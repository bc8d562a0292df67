use axum::extract::FromRequestParts;
use axum::http::request::Parts;
use axum::http::HeaderMap;
use jsonwebtoken::{decode, Algorithm, DecodingKey, Validation};

use crate::errors::{AppError, ErrorCode};
use crate::types::auth::{AuthUser, Claims};

#[axum::async_trait]
impl<S> FromRequestParts<S> for AuthUser
where
    S: Send + Sync,
{
    type Rejection = AppError;

    async fn from_request_parts(parts: &mut Parts, _state: &S) -> Result<Self, Self::Rejection> {
        let token = extract_bearer_token(&parts.headers)?;
        let claims = validate_jwt(&token)?;

        if claims.is_expired() {
            return Err(AppError::new(ErrorCode::TokenExpired, "token has expired"));
        }

        Ok(AuthUser::from(claims))
    }
}

fn extract_bearer_token(headers: &HeaderMap) -> Result<String, AppError> {
    let auth_header = headers
        .get("Authorization")
        .ok_or_else(|| AppError::new(ErrorCode::Unauthorized, "missing authorization header"))?
        .to_str()
        .map_err(|_| AppError::new(ErrorCode::Unauthorized, "invalid authorization header"))?;

    if !auth_header.starts_with("Bearer ") {
        return Err(AppError::new(ErrorCode::Unauthorized, "authorization header must use Bearer scheme"));
    }

    Ok(auth_header[7..].to_string())
}

fn validate_jwt(token: &str) -> Result<Claims, AppError> {
    let jwt_secret = std::env::var("JWT_SECRET")
        .unwrap_or_else(|_| "development-secret-change-in-production".to_string());

    let mut validation = Validation::new(Algorithm::HS256);
    validation.validate_exp = true;

    let token_data = decode::<Claims>(
        token,
        &DecodingKey::from_secret(jwt_secret.as_bytes()),
        &validation,
    )
    .map_err(|e| match e.kind() {
        jsonwebtoken::errors::ErrorKind::ExpiredSignature => {
            AppError::new(ErrorCode::TokenExpired, "token has expired")
        }
        _ => AppError::new(ErrorCode::TokenInvalid, format!("invalid token: {e}")),
    })?;

    Ok(token_data.claims)
}

/// Optional auth extractor
pub struct OptionalAuthUser(pub Option<AuthUser>);

#[axum::async_trait]
impl<S> FromRequestParts<S> for OptionalAuthUser
where
    S: Send + Sync,
{
    type Rejection = AppError;

    async fn from_request_parts(parts: &mut Parts, state: &S) -> Result<Self, Self::Rejection> {
        match AuthUser::from_request_parts(parts, state).await {
            Ok(user) => Ok(Self(Some(user))),
            Err(_) => Ok(Self(None)),
        }
    }
}

/// Require a role that passes `can_moderate`
pub struct ModeratorUser(pub AuthUser);

#[axum::async_trait]
impl<S> FromRequestParts<S> for ModeratorUser
where
    S: Send + Sync,
{
    type Rejection = AppError;

    async fn from_request_parts(parts: &mut Parts, state: &S) -> Result<Self, Self::Rejection> {
        let user = AuthUser::from_request_parts(parts, state).await?;
        if !user.role.can_moderate() {
            return Err(AppError::new(ErrorCode::Forbidden, "moderator access required"));
        }
        Ok(Self(user))
    }
}

/// Require a role that passes `can_administer`
pub struct AdminUser(pub AuthUser);

#[axum::async_trait]
impl<S> FromRequestParts<S> for AdminUser
where
    S: Send + Sync,
{
    type Rejection = AppError;

    async fn from_request_parts(parts: &mut Parts, state: &S) -> Result<Self, Self::Rejection> {
        let user = AuthUser::from_request_parts(parts, state).await?;
        if !user.role.can_administer() {
            return Err(AppError::new(ErrorCode::Forbidden, "admin access required"));
        }
        Ok(Self(user))
    }
}
use serde::{Deserialize, Serialize};

#[derive(Debug, Clone, Deserialize)]
pub struct PaginationParams {
    #[serde(default = "default_page")]
    pub page: u64,
    #[serde(default = "default_per_page")]
    pub per_page: u64,
}

fn default_page() -> u64 { 1 }
fn default_per_page() -> u64 { 20 }

impl PaginationParams {
    pub fn offset(&self) -> u64 {
        (self.page.saturating_sub(1)) * self.per_page
    }

    pub fn limit(&self) -> u64 {
        self.per_page.min(100)
    }
}

impl Default for PaginationParams {
    fn default() -> Self {
        Self { page: 1, per_page: 20 }
    }
}

#[derive(Debug, Serialize, Deserialize)]
pub struct Paginated<T: Serialize> {
    pub items: Vec<T>,
    pub total: u64,
    pub page: u64,
    pub per_page: u64,
    pub total_pages: u64,
}

impl<T: Serialize> Paginated<T> {
    pub fn new(items: Vec<T>, total: u64, params: &PaginationParams) -> Self {
        let per_page = params.limit();
        let total_pages = if total == 0 { 0 } else { (total + per_page - 1) / per_page };
        Self {
            items,
            total,
            page: params.page,
            per_page,
            total_pages,
        }
    }
}

#[cfg(test)]
mod tests {
    use super::*;

    #[test]
    fn offset_starts_at_zero_for_first_page() {
        let params = PaginationParams { page: 1, per_page: 50 };
        assert_eq!(params.offset(), 0);
        let params = PaginationParams { page: 3, per_page: 50 };
        assert_eq!(params.offset(), 100);
    }

    #[test]
    fn per_page_is_capped() {
        let params = PaginationParams { page: 1, per_page: 500 };
        assert_eq!(params.limit(), 100);
    }

    #[test]
    fn total_pages_rounds_up() {
        let params = PaginationParams { page: 1, per_page: 20 };
        let paginated = Paginated::new(vec![1, 2, 3], 41, &params);
        assert_eq!(paginated.total_pages, 3);
    }
}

------------------------------------

__ASSIGNMENT__:
Copy, from the data above, every line where the word "FromRequestParts" appears.

__TASK RESULT__:
use axum::extract::FromRequestParts;
impl<S> FromRequestParts<S> for AuthUser
impl<S> FromRequestParts<S> for OptionalAuthUser
impl<S> FromRequestParts<S> for ModeratorUser
impl<S> FromRequestParts<S> for AdminUser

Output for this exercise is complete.